BC: Well, for me, I did have to think about. That’s a methodological question we had to ask at the very beginning. And I compiled a list. I said, “Indiana Jones sort of reminds me of a person who does religion, but he’s clearly identified as an archaeologist. So I wanted to find people that weren’t clearly identified as archaeologists or classicists, or anthropologists. There’s a different article, two articles, by anthropologists in literature and movies that we cite in our article. But they seem to be studying something like what we do. So I eliminated people like parapsychologists and clearly identified historians, so there was a sort-of middle ground. Robert Langdon is a “Religious Symbolist” which is a totally made-up profession, at a real university! Whereas Casaubon from Middlemarch, the other big example that we treat, is . . . . Well what is he identified as, Kristen? Just a scholar?

KT: He’s identified as a scholar, but he’s very clearly engaged in work that would be recognisable for a historian of religions. Pretty much in the mould of somebody from that era. So it was actually, in many ways, a pretty accurate depiction. But as far as garnering the case studies and garnering the examples, I remember Brian – was it years ago maybe? Or do I just have a skewed chronology on this? That you sent round an email to maybe half-a-dozen people, saying “Hey, I’m thinking about this. What examples can you think of? And one thing that was really striking to me was that, as those emails came back to you, most of them were from horror movies, right? The vast majority of these characters were in scary movies, doing scary things. You know, summoning demons, or whatever else. So, as far as characters that we might actually recognise as doing the work that we do, Casaubon is one of very few examples.

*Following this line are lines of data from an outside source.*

//! PostgreSQL implementation of the project repository.

use async_trait::async_trait;
use chrono::{DateTime, Utc};
use sqlx::PgPool;
use std::sync::Arc;

use crate::domain::entities::{NewProject, Project, ProjectPatch};
use crate::domain::repositories::ProjectRepository;
use crate::error::AppError;

pub struct PgProjectRepository {
    pool: Arc<PgPool>,
}

impl PgProjectRepository {
    /// Creates a new repository with a database connection pool.
    pub fn new(pool: Arc<PgPool>) -> Self {
        Self { pool }
    }
}

#[derive(sqlx::FromRow)]
struct ProjectRow {
    id: i64,
    title: String,
    description: String,
    image_url: String,
    demo_link: Option<String>,
    created_at: DateTime<Utc>,
    updated_at: DateTime<Utc>,
}

impl From<ProjectRow> for Project {
    fn from(r: ProjectRow) -> Self {
        Project {
            id: r.id,
            title: r.title,
            description: r.description,
            image_url: r.image_url,
            demo_link: r.demo_link,
            created_at: r.created_at,
            updated_at: r.updated_at,
        }
    }
}

#[async_trait]
impl ProjectRepository for PgProjectRepository {
    async fn create(&self, new_project: NewProject) -> Result<Project, AppError> {
        let row = sqlx::query_as::<_, ProjectRow>(
            r#"
            INSERT INTO projects (title, description, image_url, demo_link)
            VALUES ($1, $2, $3, $4)
            RETURNING id, title, description, image_url, demo_link, created_at, updated_at
            "#,
        )
        .bind(&new_project.title)
        .bind(&new_project.description)
        .bind(&new_project.image_url)
        .bind(&new_project.demo_link)
        .fetch_one(self.pool.as_ref())
        .await?;

        Ok(row.into())
    }

    async fn list(&self) -> Result<Vec<Project>, AppError> {
        let rows = sqlx::query_as::<_, ProjectRow>(
            r#"
            SELECT id, title, description, image_url, demo_link, created_at, updated_at
            FROM projects
            ORDER BY created_at DESC, id DESC
            "#,
        )
        .fetch_all(self.pool.as_ref())
        .await?;

        Ok(rows.into_iter().map(Into::into).collect())
    }

    async fn update(&self, id: i64, patch: ProjectPatch) -> Result<Option<Project>, AppError> {
        let row = sqlx::query_as::<_, ProjectRow>(
            r#"
            UPDATE projects
            SET title = $2,
                description = $3,
                demo_link = $4,
                image_url = COALESCE($5, image_url),
                updated_at = NOW()
            WHERE id = $1
            RETURNING id, title, description, image_url, demo_link, created_at, updated_at
            "#,
        )
        .bind(id)
        .bind(&patch.title)
        .bind(&patch.description)
        .bind(&patch.demo_link)
        .bind(&patch.image_url)
        .fetch_optional(self.pool.as_ref())
        .await?;

        Ok(row.map(Into::into))
    }

    async fn delete(&self, id: i64) -> Result<bool, AppError> {
        let result = sqlx::query("DELETE FROM projects WHERE id = $1")
            .bind(id)
            .execute(self.pool.as_ref())
            .await?;

        Ok(result.rows_affected() > 0)
    }

    async fn count(&self) -> Result<i64, AppError> {
        let count = sqlx::query_scalar::<_, i64>("SELECT COUNT(*) FROM projects")
            .fetch_one(self.pool.as_ref())
            .await?;

        Ok(count)
    }
}
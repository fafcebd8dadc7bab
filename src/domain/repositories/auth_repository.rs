//! Repository trait for administrators and their sessions.

use crate::domain::entities::{AdminUser, NewSession, Session};
use crate::error::AppError;
use async_trait::async_trait;
use chrono::{DateTime, Utc};

/// Repository interface backing dashboard authentication.
///
/// Sessions are looked up by the keyed hash of the cookie token; raw tokens
/// are never stored.
///
/// # Implementations
///
/// - [`crate::infrastructure::persistence::PgAuthRepository`] - PostgreSQL implementation
/// - Test mocks available with `cfg(test)`
///
/// # Examples
///
/// See integration tests: `tests/repository_auth.rs`
#[cfg_attr(test, mockall::automock)]
#[async_trait]
pub trait AuthRepository: Send + Sync {
    /// Finds an administrator by (lowercased) email.
    ///
    /// # Errors
    ///
    /// Returns [`AppError::Internal`] on database errors.
    async fn find_user_by_email(&self, email: &str) -> Result<Option<AdminUser>, AppError>;

    /// Creates an administrator.
    ///
    /// # Errors
    ///
    /// Returns [`AppError::Conflict`] if the email is taken.
    /// Returns [`AppError::Internal`] on database errors.
    async fn create_user(&self, email: &str, password_hash: &str) -> Result<AdminUser, AppError>;

    /// Lists all administrators.
    ///
    /// # Errors
    ///
    /// Returns [`AppError::Internal`] on database errors.
    async fn list_users(&self) -> Result<Vec<AdminUser>, AppError>;

    /// Replaces a password hash. Returns `Ok(false)` if the email is unknown.
    ///
    /// # Errors
    ///
    /// Returns [`AppError::Internal`] on database errors.
    async fn update_password(&self, email: &str, password_hash: &str) -> Result<bool, AppError>;

    /// Deletes an administrator and, through the foreign key, their sessions.
    ///
    /// # Errors
    ///
    /// Returns [`AppError::Internal`] on database errors.
    async fn delete_user(&self, email: &str) -> Result<bool, AppError>;

    /// Persists a session.
    ///
    /// # Errors
    ///
    /// Returns [`AppError::Internal`] on database errors.
    async fn create_session(&self, new_session: NewSession) -> Result<(), AppError>;

    /// Finds an unexpired session by token hash.
    ///
    /// # Errors
    ///
    /// Returns [`AppError::Internal`] on database errors.
    async fn find_session(&self, token_hash: &str) -> Result<Option<Session>, AppError>;

    /// Moves the expiry of a session.
    ///
    /// # Errors
    ///
    /// Returns [`AppError::Internal`] on database errors.
    async fn extend_session(
        &self,
        token_hash: &str,
        expires_at: DateTime<Utc>,
    ) -> Result<(), AppError>;

    /// Deletes a session. Returns `Ok(false)` if it did not exist.
    ///
    /// # Errors
    ///
    /// Returns [`AppError::Internal`] on database errors.
    async fn delete_session(&self, token_hash: &str) -> Result<bool, AppError>;

    /// Deletes every expired session and returns how many were removed.
    ///
    /// # Errors
    ///
    /// Returns [`AppError::Internal`] on database errors.
    async fn delete_expired_sessions(&self) -> Result<u64, AppError>;
}
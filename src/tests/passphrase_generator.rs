use super::*;

use rand::{rngs::StdRng, SeedableRng};

use crate::test_helpers::{empty_store, store_from, store_from_bytes, DICE, FRUIT};

#[test]
fn generate_from_fruit() {
    let store = store_from(FRUIT);

    let passphrase = generate(&store, 2).unwrap();
    let line = String::from_utf8(passphrase.line().to_vec()).unwrap();

    let (first, second) = line
        .strip_suffix('\n')
        .and_then(|l| l.split_once(' '))
        .unwrap();
    for word in [first, second] {
        assert!(
            ["apple", "banana", "cherry"].contains(&word),
            "unexpected word {word:?}"
        );
    }
}

#[test]
fn generate_returns_requested_number_of_words() {
    let store = store_from(DICE);

    for wordcount in [1, 2, 6, 32] {
        let passphrase = generate(&store, wordcount).unwrap();
        let line = String::from_utf8(passphrase.line().to_vec()).unwrap();

        assert_eq!(wordcount, passphrase.len());
        assert_eq!(wordcount, line.trim_end_matches('\n').split(' ').count());
        assert!(line.ends_with('\n'));
        assert!(!line.ends_with(" \n"));
        for word in passphrase.words() {
            assert!(store.words().contains(word));
        }
    }
}

#[test]
fn single_word_list_repeats() {
    let store = store_from("11111\tonly\n");

    let passphrase = generate(&store, 4).unwrap();

    assert_eq!(b"only only only only\n".to_vec(), *passphrase.line());
}

#[test]
fn latin1_words_pass_through() {
    let store = store_from_bytes(b"11\tm\xfcde\n");

    let passphrase = generate(&store, 2).unwrap();

    assert_eq!(b"m\xfcde m\xfcde\n".to_vec(), *passphrase.line());
}

#[test]
fn zero_words_is_rejected() {
    let store = store_from(FRUIT);

    let err = generate(&store, 0).unwrap_err();

    assert_eq!(Error::InvalidArgument("word count must be at least 1"), err);
}

#[test]
fn empty_store_is_rejected() {
    let store = empty_store();

    let err = generate(&store, 3).unwrap_err();

    assert_eq!(Error::EmptyWordlist, err);
}

#[test]
fn same_seed_same_words() {
    let store = store_from(DICE);

    let a = generate_with_rng(&store, 8, &mut StdRng::seed_from_u64(7)).unwrap();
    let b = generate_with_rng(&store, 8, &mut StdRng::seed_from_u64(7)).unwrap();

    assert_eq!(a.words(), b.words());
}

#[test]
fn draws_are_roughly_uniform() {
    let store = store_from(DICE);
    let draws = 100_000;

    let passphrase = generate(&store, draws).unwrap();

    let mut counts = [0usize; 6];
    for word in passphrase.words() {
        let index = store.words().iter().position(|w| w == word).unwrap();
        counts[index] += 1;
    }

    // expected is 16666, a fair source stays well inside 5% of that
    let expected = draws / 6;
    for (i, count) in counts.iter().enumerate() {
        let deviation = (*count as i64 - expected as i64).unsigned_abs() as usize;
        assert!(
            deviation < expected / 20,
            "{} drawn {count} times, expected about {expected}",
            String::from_utf8_lossy(&store.words()[i])
        );
    }
}

#[test]
fn debug_does_not_show_words() {
    let store = store_from("1\tsecretword\n");

    let passphrase = generate(&store, 2).unwrap();

    assert_eq!("Passphrase { words: 2 }", format!("{passphrase:?}"));
}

BC: Yes. That’s what I did. I crowd-searched the research! It’s easier to get someone else to do the research for you, I find! So I came up with a list and then I said, “. . . like these people. Anybody else you can think of,” again, “that’s not identified clearly as something else?” And so I did get a long list. There were comic books on there. There were podcasts on there. There were movies, mostly horror movies on there. There were a few novels on there. And some of the ones I ended up having to eliminate . . . they were the sort-of archivists. There were a lot of archivists – like the Giles, from Buffy, that you talked about. And that was a limit case for me. I didn’t know whether to include those or not. But I feel like they’re somewhere in the mix. But, for our article, we didn’t discuss them. Archivists have a family resemblance to the archetype of the Religious Studies person. But we ended up leaving them out, because they’re . . . if you asked who they are, somebody can tell you that they’re an archivist, and not a religionist. The case is that nobody is identified as an historian of religion or a religionist. Partly that’s our fault. We have no easily identifiable, transferrable job title from university to university, nor even a place at university that can consistently be found. So it was just that way in the representations, too. We had to kind-of make decisions along the way, and narrow it down.

KT: Yes, with the very memorable exception – and tell me if I’m getting ahead of things here – of Emily Dumont in Black Tapes, right? I think she’s one of just a handful, really, of three or four, who was actually introduced as a professor of Religious Studies. But then it turns out what she does is not really like what professors of Religious Studies do at all! But she’s one of the few who actually get that label attached to her.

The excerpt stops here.